WHAT TO PRODUCE:
Beneath this line are the data; copy exactly the part of them that opens with the line containing "truncated, never rewritten." and closes with the line containing "this writes directly.", and only that part.

▼▼▼

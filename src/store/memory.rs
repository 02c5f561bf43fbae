// ============================================================================
// In-Memory Gateway
// ============================================================================
//
// Reference gateway backing the engines with plain maps. One RwLock guards
// all tables so a commit is atomic with respect to every reader and every
// other committer: the interceptor pass, the ledger uniqueness check, the
// row writes, and the revision appends happen under a single write guard.
//
// ============================================================================

use async_trait::async_trait;
use std::collections::HashMap;
use std::sync::Arc;
use tokio::sync::RwLock;
use tracing::debug;

use super::change::PendingChange;
use super::gateway::PersistenceGateway;
use super::interceptor::AuditInterceptor;
use super::record::Record;
use super::unit_of_work::UnitOfWork;
use crate::core::{
    ActorContext, Clock, CustomerId, EntityId, Result, RiskError, TemplateId,
};
use crate::model::{Control, Customer, Revision, Scenario};
use crate::provision::ledger::{IdempotencyMapping, LEDGER_UNIQUE_CONSTRAINT};

#[derive(Default)]
struct Tables {
    scenarios: HashMap<EntityId, Scenario>,
    controls: HashMap<EntityId, Control>,
    /// Ledger rows keyed by their unique (customer, template) pair.
    ledger: HashMap<(CustomerId, TemplateId), IdempotencyMapping>,
    /// Append-only; never truncated, never rewritten.
    revisions: Vec<Revision>,
    customers: HashMap<CustomerId, Customer>,
}

pub struct InMemoryGateway {
    tables: RwLock<Tables>,
    clock: Arc<dyn Clock>,
    actor: Arc<dyn ActorContext>,
}

impl InMemoryGateway {
    pub fn new(clock: Arc<dyn Clock>, actor: Arc<dyn ActorContext>) -> Self {
        Self {
            tables: RwLock::new(Tables::default()),
            clock,
            actor,
        }
    }

    /// Seed or replace a customer profile.
    ///
    /// Profiles are reference data for risk computation, outside the
    /// versioned entity set, so this writes directly.
    pub async fn put_customer(&self, customer: Customer) {
        let mut tables = self.tables.write().await;
        tables.customers.insert(customer.id, customer);
    }

    /// Total revision count across all tables (diagnostics/tests).
    pub async fn revision_count(&self) -> usize {
        self.tables.read().await.revisions.len()
    }

    /// Ledger row count (diagnostics/tests).
    pub async fn ledger_len(&self) -> usize {
        self.tables.read().await.ledger.len()
    }

    fn check_constraints(tables: &Tables, changes: &[PendingChange]) -> Result<()> {
        for change in changes {
            match change {
                PendingChange::Insert(Record::Mapping(m)) => {
                    if tables.ledger.contains_key(&m.key()) {
                        return Err(RiskError::UniqueViolation {
                            constraint: LEDGER_UNIQUE_CONSTRAINT.into(),
                        });
                    }
                }
                PendingChange::Insert(Record::Scenario(s)) => {
                    if tables.scenarios.contains_key(&s.id) {
                        return Err(RiskError::Execution(format!(
                            "duplicate scenario primary key '{}'",
                            s.id
                        )));
                    }
                }
                PendingChange::Insert(Record::Control(c)) => {
                    if tables.controls.contains_key(&c.id) {
                        return Err(RiskError::Execution(format!(
                            "duplicate control primary key '{}'",
                            c.id
                        )));
                    }
                }
                _ => {}
            }
        }
        Ok(())
    }

    fn apply(tables: &mut Tables, change: PendingChange) -> Result<()> {
        match change {
            PendingChange::Insert(record) | PendingChange::Update { after: record, .. } => {
                match record {
                    Record::Scenario(s) => {
                        tables.scenarios.insert(s.id, s);
                    }
                    Record::Control(c) => {
                        tables.controls.insert(c.id, c);
                    }
                    Record::Mapping(m) => {
                        tables.ledger.insert(m.key(), m);
                    }
                }
                Ok(())
            }
            // The interceptor rewrites every delete; one reaching this point
            // means its pass was skipped.
            PendingChange::Delete { before } => Err(RiskError::Execution(format!(
                "unintercepted delete reached the store for {} '{}'",
                before.table(),
                before.entity_id()
            ))),
        }
    }
}

#[async_trait]
impl PersistenceGateway for InMemoryGateway {
    async fn commit(&self, uow: &mut UnitOfWork) -> Result<()> {
        if !uow.state().is_active() {
            return Err(RiskError::Execution(format!(
                "Cannot commit: {} is {}",
                uow.id(),
                uow.state()
            )));
        }

        // One stamp per commit; every change and revision in the unit
        // observes the same now/actor.
        let now = self.clock.utc_now();
        let actor = self.actor.current_user();

        let intercepted =
            match AuditInterceptor::before_commit(uow.changes().to_vec(), now, actor.as_deref()) {
                Ok(intercepted) => intercepted,
                Err(e) => {
                    uow.abort()?;
                    return Err(e);
                }
            };

        let mut tables = self.tables.write().await;

        if let Err(e) = Self::check_constraints(&tables, &intercepted.changes) {
            drop(tables);
            uow.abort()?;
            return Err(e);
        }

        let change_count = intercepted.changes.len();
        for change in intercepted.changes {
            Self::apply(&mut tables, change)?;
        }
        tables.revisions.extend(intercepted.revisions);
        drop(tables);

        uow.commit()?;
        debug!(uow = %uow.id(), changes = change_count, "unit of work committed");
        Ok(())
    }

    async fn find_mapping(
        &self,
        customer_id: CustomerId,
        template_id: TemplateId,
    ) -> Result<Option<IdempotencyMapping>> {
        let tables = self.tables.read().await;
        Ok(tables.ledger.get(&(customer_id, template_id)).cloned())
    }

    async fn find_scenario(&self, id: EntityId) -> Result<Option<Scenario>> {
        let tables = self.tables.read().await;
        Ok(tables
            .scenarios
            .get(&id)
            .filter(|s| !s.soft_delete.is_deleted)
            .cloned())
    }

    async fn find_scenario_include_deleted(&self, id: EntityId) -> Result<Option<Scenario>> {
        let tables = self.tables.read().await;
        Ok(tables.scenarios.get(&id).cloned())
    }

    async fn find_control(&self, id: EntityId) -> Result<Option<Control>> {
        let tables = self.tables.read().await;
        Ok(tables
            .controls
            .get(&id)
            .filter(|c| !c.soft_delete.is_deleted)
            .cloned())
    }

    async fn find_control_include_deleted(&self, id: EntityId) -> Result<Option<Control>> {
        let tables = self.tables.read().await;
        Ok(tables.controls.get(&id).cloned())
    }

    async fn controls_for_scenario(&self, scenario_id: EntityId) -> Result<Vec<Control>> {
        let tables = self.tables.read().await;
        let mut controls: Vec<Control> = tables
            .controls
            .values()
            .filter(|c| c.scenario_id == scenario_id && !c.soft_delete.is_deleted)
            .cloned()
            .collect();
        controls.sort_by_key(|c| c.id);
        Ok(controls)
    }

    async fn scenarios_for_customer(&self, customer_id: CustomerId) -> Result<Vec<Scenario>> {
        let tables = self.tables.read().await;
        let mut scenarios: Vec<Scenario> = tables
            .scenarios
            .values()
            .filter(|s| s.customer_id == customer_id && !s.soft_delete.is_deleted)
            .cloned()
            .collect();
        scenarios.sort_by_key(|s| s.id);
        Ok(scenarios)
    }

    async fn revisions(&self, table: &str, entity_id: EntityId) -> Result<Vec<Revision>> {
        let tables = self.tables.read().await;
        Ok(tables
            .revisions
            .iter()
            .filter(|r| r.table == table && r.entity_id == entity_id)
            .cloned()
            .collect())
    }

    async fn find_customer(&self, id: CustomerId) -> Result<Option<Customer>> {
        let tables = self.tables.read().await;
        Ok(tables.customers.get(&id).cloned())
    }
}

#[cfg(test)]
mod tests {
    use super::*;
    use crate::core::{FixedActor, FixedClock};
    use crate::model::{ScenarioTemplate, SoftDeletable};
    use crate::store::record::SCENARIOS_TABLE;
    use chrono::Utc;

    fn gateway() -> InMemoryGateway {
        InMemoryGateway::new(
            Arc::new(FixedClock(Utc::now())),
            Arc::new(FixedActor("tester".into())),
        )
    }

    fn scenario(customer_id: CustomerId) -> Scenario {
        Scenario::materialize(
            customer_id,
            &ScenarioTemplate {
                id: TemplateId::new(),
                name: "API key leak".into(),
                annual_frequency: 3.0,
                impact_pct: 0.01,
                tags: vec![],
            },
        )
    }

    #[tokio::test]
    async fn test_commit_applies_changes_and_revisions() {
        let gw = gateway();
        let s = scenario(CustomerId::new());
        let id = s.id;

        let mut uow = UnitOfWork::new();
        uow.stage(PendingChange::Insert(Record::Scenario(s))).unwrap();
        gw.commit(&mut uow).await.unwrap();

        assert!(gw.find_scenario(id).await.unwrap().is_some());
        let revisions = gw.revisions(SCENARIOS_TABLE, id).await.unwrap();
        assert_eq!(revisions.len(), 1);
        assert_eq!(revisions[0].actor.as_deref(), Some("tester"));
    }

    #[tokio::test]
    async fn test_ledger_unique_violation_leaves_no_trace() {
        let gw = gateway();
        let customer_id = CustomerId::new();
        let template_id = TemplateId::new();

        let winner = scenario(customer_id);
        let mut uow = UnitOfWork::new();
        uow.stage(PendingChange::Insert(Record::Scenario(winner.clone())))
            .unwrap();
        uow.stage(PendingChange::Insert(Record::Mapping(
            IdempotencyMapping::new(customer_id, template_id, winner.id, Utc::now()),
        )))
        .unwrap();
        gw.commit(&mut uow).await.unwrap();

        // A second unit for the same pair fails atomically: no second
        // scenario row, no second revision, and the unit is aborted.
        let loser = scenario(customer_id);
        let loser_id = loser.id;
        let mut uow = UnitOfWork::new();
        uow.stage(PendingChange::Insert(Record::Scenario(loser))).unwrap();
        uow.stage(PendingChange::Insert(Record::Mapping(
            IdempotencyMapping::new(customer_id, template_id, loser_id, Utc::now()),
        )))
        .unwrap();

        let err = gw.commit(&mut uow).await.unwrap_err();
        assert!(err.is_unique_violation());
        assert!(gw.find_scenario(loser_id).await.unwrap().is_none());
        assert_eq!(gw.ledger_len().await, 1);
        assert_eq!(gw.revision_count().await, 2); // winner's scenario + mapping
    }

    #[tokio::test]
    async fn test_soft_deleted_rows_hidden_from_default_reads() {
        let gw = gateway();
        let s = scenario(CustomerId::new());
        let id = s.id;

        let mut uow = UnitOfWork::new();
        uow.stage(PendingChange::Insert(Record::Scenario(s.clone())))
            .unwrap();
        gw.commit(&mut uow).await.unwrap();

        let mut uow = UnitOfWork::new();
        uow.stage(PendingChange::Delete {
            before: Record::Scenario(s),
        })
        .unwrap();
        gw.commit(&mut uow).await.unwrap();

        assert!(gw.find_scenario(id).await.unwrap().is_none());
        let kept = gw.find_scenario_include_deleted(id).await.unwrap().unwrap();
        assert!(kept.is_deleted());
        assert_eq!(kept.soft_delete.deleted_by.as_deref(), Some("tester"));
    }

    #[tokio::test]
    async fn test_customer_profile_round_trip() {
        let gw = gateway();
        let customer = Customer {
            id: CustomerId::new(),
            name: "Acme Logistics".into(),
            annual_revenue: 5_000_000.0,
        };
        let id = customer.id;
        gw.put_customer(customer).await;

        let found = gw.find_customer(id).await.unwrap().unwrap();
        assert_eq!(found.annual_revenue, 5_000_000.0);
        assert!(gw.find_customer(CustomerId::new()).await.unwrap().is_none());
    }
}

▲▲▲

EXERCISE OUTPUT:
    /// Append-only; never truncated, never rewritten.
    revisions: Vec<Revision>,
    customers: HashMap<CustomerId, Customer>,
}

pub struct InMemoryGateway {
    tables: RwLock<Tables>,
    clock: Arc<dyn Clock>,
    actor: Arc<dyn ActorContext>,
}

impl InMemoryGateway {
    pub fn new(clock: Arc<dyn Clock>, actor: Arc<dyn ActorContext>) -> Self {
        Self {
            tables: RwLock::new(Tables::default()),
            clock,
            actor,
        }
    }

    /// Seed or replace a customer profile.
    ///
    /// Profiles are reference data for risk computation, outside the
    /// versioned entity set, so this writes directly.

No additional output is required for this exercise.